Julia Extra Band 0305
davon, wie weit geschwisterliche Rivalität gehen kann.“ Ohne es zu sehen, wusste sie, dass er eine Augenbraue hob.
„Selbst unter königlichen Geschwistern?“
„Wir sind schließlich auch nur Menschen. Oh …!“
Er fühlte ihr Zusammenzucken, griff geistesgegenwärtig nach der Lehne eines Stuhls neben ihm und schwang ihn herum, sodass Giselle sich setzen konnte. „Vielleicht sollten Sie den restlichen Ball lieber in dieser Position verbringen, Prinzessin.“
Seine Hand auf ihrer Schulter fühlte sich so warm und beschützend an, dass Giselle sich wünschte, den ganzen Abend in Gesellschaft dieses Fremden verbringen zu können. Aber das war natürlich nicht möglich. Ihr königlicher Stand und ihre Pflichten erlaubten derartige Eskapaden einfach nicht.
Als ihr mysteriöser Begleiter beiseitetrat, um anderen Gästen Platz zu machen, die wie auf ein geheimes Stichwort plötzlich von allen Seiten auf sie zuströmten, musste Giselle sich beherrschen, nicht nach seiner Hand zu greifen, um ihn zurückzuhalten. Sie wollte doch noch unbedingt herausfinden, wer sich hinter der Maske verbarg und warum sie sich von dem Fremden so unwiderstehlich angezogen fühlte.
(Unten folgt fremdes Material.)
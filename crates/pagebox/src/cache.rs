// Copyright (C) 2024 Ryan Daum <ryan.daum@gmail.com>
//
// This program is free software: you can redistribute it and/or modify it under
// the terms of the GNU General Public License as published by the Free Software
// Foundation, version 3.
//
// This program is distributed in the hope that it will be useful, but WITHOUT
// ANY WARRANTY; without even the implied warranty of MERCHANTABILITY or FITNESS
// FOR A PARTICULAR PURPOSE. See the GNU General Public License for more details.
//
// You should have received a copy of the GNU General Public License along with
// this program. If not, see <https://www.gnu.org/licenses/>.
//

//! Per-thread recycle rings. A freed buffer is parked here and handed straight back to the
//! next same-class allocation on the same thread, with no lock taken. Only the owning thread
//! ever touches a ring; frees arriving from other threads go to the arena instead.
//!
//! Rings are bounded, and a periodic trim returns entries beyond the thread's recent working
//! set to the arena, so an idle burst does not squat on chunk space forever.

use std::collections::VecDeque;
use std::sync::Arc;

use crate::arena::Arena;
use crate::size_class::{SizeClasses, SizeFamily, TINY_POOL_COUNT};
use crate::BufKind;

/// A parked free buffer: everything needed to rebuild a live buffer without consulting the
/// arena.
pub struct CacheEntry {
    pub chunk: u32,
    pub handle: u64,
    pub offset: usize,
    pub norm: usize,
    pub data: *mut u8,
}

struct Ring {
    cap: usize,
    entries: VecDeque<CacheEntry>,
    /// Pops since the last trim. Sizes the trim: rings that served fewer allocations than
    /// their capacity give the difference back.
    allocations: u32,
}

impl Ring {
    fn new(cap: usize) -> Self {
        Self {
            cap,
            entries: VecDeque::new(),
            allocations: 0,
        }
    }

    fn pop(&mut self) -> Option<CacheEntry> {
        let entry = self.entries.pop_front();
        if entry.is_some() {
            self.allocations += 1;
        }
        entry
    }

    fn push(&mut self, entry: CacheEntry) -> bool {
        if self.entries.len() >= self.cap {
            return false;
        }
        self.entries.push_back(entry);
        true
    }

    fn trim(&mut self, arena: &Arena) {
        let spare = self.cap.saturating_sub(self.allocations as usize);
        self.allocations = 0;
        for _ in 0..spare.min(self.entries.len()) {
            if let Some(e) = self.entries.pop_front() {
                let result = arena.free_to_arena(e.chunk, e.handle, e.norm);
                debug_assert!(result.is_ok());
            }
        }
    }

    fn drain(&mut self, arena: &Arena) {
        while let Some(e) = self.entries.pop_front() {
            let result = arena.free_to_arena(e.chunk, e.handle, e.norm);
            debug_assert!(result.is_ok());
        }
    }
}

/// The rings one thread holds against one arena. Created when the thread first touches the
/// pool, bound to the least-loaded arena of the family at that moment.
pub struct BoundCache {
    pub arena: Arc<Arena>,
    tiny: Box<[Ring]>,
    small: Box<[Ring]>,
    normal: Box<[Ring]>,
    /// Allocation attempts since the last sweep.
    allocations: u32,
    trim_interval: u32,
}

impl BoundCache {
    pub fn new(
        arena: Arc<Arena>,
        tiny_cache_size: usize,
        small_cache_size: usize,
        normal_cache_size: usize,
        max_cached_buffer_capacity: usize,
        trim_interval: u32,
    ) -> Self {
        arena
            .num_thread_caches
            .fetch_add(1, std::sync::atomic::Ordering::Relaxed);
        let classes = &arena.classes;
        let tiny = (0..TINY_POOL_COUNT)
            .map(|_| Ring::new(tiny_cache_size))
            .collect();
        let small = (0..classes.small_pool_count())
            .map(|_| Ring::new(small_cache_size))
            .collect();
        // Rings only exist for normal classes up to the cacheable ceiling; larger classes
        // have no ring at all and always miss.
        let normal_rings = if normal_cache_size > 0 && max_cached_buffer_capacity >= classes.page_size
        {
            let span = max_cached_buffer_capacity / classes.page_size;
            ((usize::BITS - 1 - span.leading_zeros()) as usize + 1)
                .min(classes.max_order as usize + 1)
        } else {
            0
        };
        let normal = (0..normal_rings)
            .map(|_| Ring::new(normal_cache_size))
            .collect();
        Self {
            arena,
            tiny,
            small,
            normal,
            allocations: 0,
            trim_interval,
        }
    }

    fn ring_mut(&mut self, norm: usize) -> Option<&mut Ring> {
        match self.arena.classes.family(norm) {
            SizeFamily::Tiny => self.tiny.get_mut(SizeClasses::tiny_idx(norm)),
            SizeFamily::Small => self.small.get_mut(SizeClasses::small_idx(norm)),
            SizeFamily::Normal => {
                let idx = self.arena.classes.normal_idx(norm);
                self.normal.get_mut(idx)
            }
            SizeFamily::Huge => None,
        }
    }

    /// Try to serve a normalized capacity from the rings. Counts the attempt either way, and
    /// sweeps all rings every `trim_interval` attempts.
    pub fn pop(&mut self, norm: usize) -> Option<CacheEntry> {
        let entry = self.ring_mut(norm).and_then(|r| r.pop());
        self.allocations += 1;
        if self.allocations >= self.trim_interval {
            self.allocations = 0;
            self.trim();
        }
        entry
    }

    /// Park a freed buffer. False means the ring is full (or the class is uncacheable) and
    /// the caller must free through the arena.
    pub fn push(&mut self, entry: CacheEntry) -> bool {
        let norm = entry.norm;
        match self.ring_mut(norm) {
            Some(r) => r.push(entry),
            None => false,
        }
    }

    pub fn trim(&mut self) {
        let arena = self.arena.clone();
        for r in self.tiny.iter_mut() {
            r.trim(&arena);
        }
        for r in self.small.iter_mut() {
            r.trim(&arena);
        }
        for r in self.normal.iter_mut() {
            r.trim(&arena);
        }
    }

    fn drain(&mut self) {
        let arena = self.arena.clone();
        for r in self.tiny.iter_mut() {
            r.drain(&arena);
        }
        for r in self.small.iter_mut() {
            r.drain(&arena);
        }
        for r in self.normal.iter_mut() {
            r.drain(&arena);
        }
    }

    #[cfg(test)]
    pub fn cached_entries(&self) -> usize {
        self.tiny
            .iter()
            .chain(self.small.iter())
            .chain(self.normal.iter())
            .map(|r| r.entries.len())
            .sum()
    }

    #[cfg(test)]
    pub fn normal_ring_count(&self) -> usize {
        self.normal.len()
    }
}

impl Drop for BoundCache {
    fn drop(&mut self) {
        self.drain();
        self.arena
            .num_thread_caches
            .fetch_sub(1, std::sync::atomic::Ordering::Relaxed);
    }
}

/// Everything one thread holds against one pool: a bound cache per configured arena family.
pub struct ThreadCache {
    pub heap: Option<BoundCache>,
    pub direct: Option<BoundCache>,
}

impl ThreadCache {
    pub fn bound_mut(&mut self, kind: BufKind) -> Option<&mut BoundCache> {
        match kind {
            BufKind::Heap => self.heap.as_mut(),
            BufKind::Direct => self.direct.as_mut(),
        }
    }
}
Doch stattdessen widmete sie sich ihren neuen Gesprächspartnern, plauderte, scherzte und lächelte, bis ihr Kiefer schmerzte. Sie aß von dem hervorragenden Buffet, das der Chefkoch des Châteaus für den heutigen Abend bereitet hatte, lauschte der Musik, zu der sie nicht tanzen durfte, und hoffte nur, dass niemand bemerkte, wie oft sie auf die Uhr schaute.
2. KAPITEL
Nachdem er die Prinzessin verlassen hatte, zog sich der Abend für Bryce unerträglich in die Länge. Und genau zu wissen, woran das lag, stimmte ihn nicht besonders glücklich.
Keiner der anderen Gäste, mit denen er hier und da plauderte, fesselte seine Aufmerksamkeit auch nur annähernd so sehr, wie Prinzessin Giselle es vermochte. Und es kostete ihn eine gehörige Portion Selbstdisziplin, nicht ständig in ihre Richtung zu schauen. Ihr silberhelles Lachen wirkte auf ihn so anziehend wie ein Magnet und brachte seinen Puls zum Rasen. Es weckte Sehnsüchte, die er nicht empfinden wollte. Keiner Frau gegenüber … und schon gar nicht, wenn die auch noch unerreichbar für ihn war.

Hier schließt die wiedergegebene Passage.